第13回問21~問25の解き方

第13回キャリアコンサルタント試験学科試験問題を徹底解説!

問21.人事管理及び労務管理の知識

 労働関係諸法令から、法定休暇に関する問題が出題されました。このように法令横断的に休暇の種類を問う問題は珍しい出題形式でした。

1.○:子の看護休暇は育児・介護休業法に規定がある法定休暇である。小学校就学の始期に達するまでの子を養育する労働者は、事業主に申し出ることにより、子の看護休暇を取得することができる。【育児・介護休業法第十六条のニ

2.○:妊産婦の通院休暇は、男女雇用機会均等法に規定がある法定休暇である。【男女雇用機会均等法第十二条

3.×:慶弔特別休暇は、法律上定めのない特別休暇(法定外休暇)であり、特別休暇には他に、夏季休暇やリフレッシュ休暇、誕生日休暇など会社が独自のルールで設定するものをいう。

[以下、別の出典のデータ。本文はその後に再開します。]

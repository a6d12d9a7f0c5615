// HTTP client for the remote quote mirror - knows wire shapes, not Quotes
pub mod client;
pub mod retry;

pub use client::{RemoteClient, RemoteError, RemotePost, DEFAULT_BASE_URL};
pub use retry::{is_retryable_status, with_retry, RetryConfig};

pub type Result<T> = std::result::Result<T, RemoteError>;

4.○:介護休暇の申出があった場合における事業主の義務として、申出があったときは、その申出を拒むことができない。【育児介護休業法第十六条の六

問22.労働市場の知識

 問16に続き、頻出の「労働経済の分析」からの出題です。用語の読み取りに気をつけて、引っかからないようにようしましょう。

 平成30年版労働経済の分析

 令和3年版労働経済の分析

1.○※:正社員有効求人倍率は2018年3月に1.08倍。正社員以外も含む全体の有効求人倍率は、2018年3月に1.59倍となった。【平成30年版P15】これまでにも、正社員の有効求人倍率が問われたことがあるため区別する必要がある。正社員有効求人倍率の方が低くなる。

※2020年(2020年度)にはトレンドが変化している。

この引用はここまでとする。